Being a teen is stressful. From academic pressure, to hectic social schedules, and trying to prepare for life after school, teens have a lot on their plates. Things can really seem to pile up this time of year with the stress of exams looming.


Stress can manifest itself in multiple ways, from mental turmoil to physical pain. Some people will find themselves feeling anxious and even depressed when they can’t effectively manage stress. Others notice physical ailments like neck and back pain, or digestion problems. Finding a way to deal with stress effectively is important to help maintain balance. Taking a break from work can actually help in the long run. Sometimes we gain creativity and inspiration in unexpected places, which we can bring back to our work with a renewed sense of purpose.

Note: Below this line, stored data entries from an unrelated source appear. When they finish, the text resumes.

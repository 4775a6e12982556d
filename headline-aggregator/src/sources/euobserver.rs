use crate::filter::KeywordFilter;
use crate::sources::FeedSource;

pub const NAME: &str = "EUobserver";
pub const FEED_URL: &str = "https://euobserver.com/rss.xml";

/// EUobserver only publishes a site-wide feed, so entries have to mention the
/// climate vocabulary to be kept.
pub fn source() -> FeedSource {
    FeedSource::new(NAME, FEED_URL).with_keyword_filter(KeywordFilter::climate())
}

Many of our Teen Yoga students were happy to find that participating in the class helped to aid the symptoms of stress, and help them learn strategies to manage their stress on their own terms. This was especially true during exam time, when they felt extremely stressed.

So, to help remind our students how to de-stress and keep calm in the next few weeks, we’ve put together this guide for stress relieving yoga poses and mindfulness practice.


Stress relieving yoga poses:

Child’s pose: A wonderful relaxing pose that gently stretches the back while giving your whole body the chance to slow down and surrender. By allowing your body this chance to let go, your mind will follow.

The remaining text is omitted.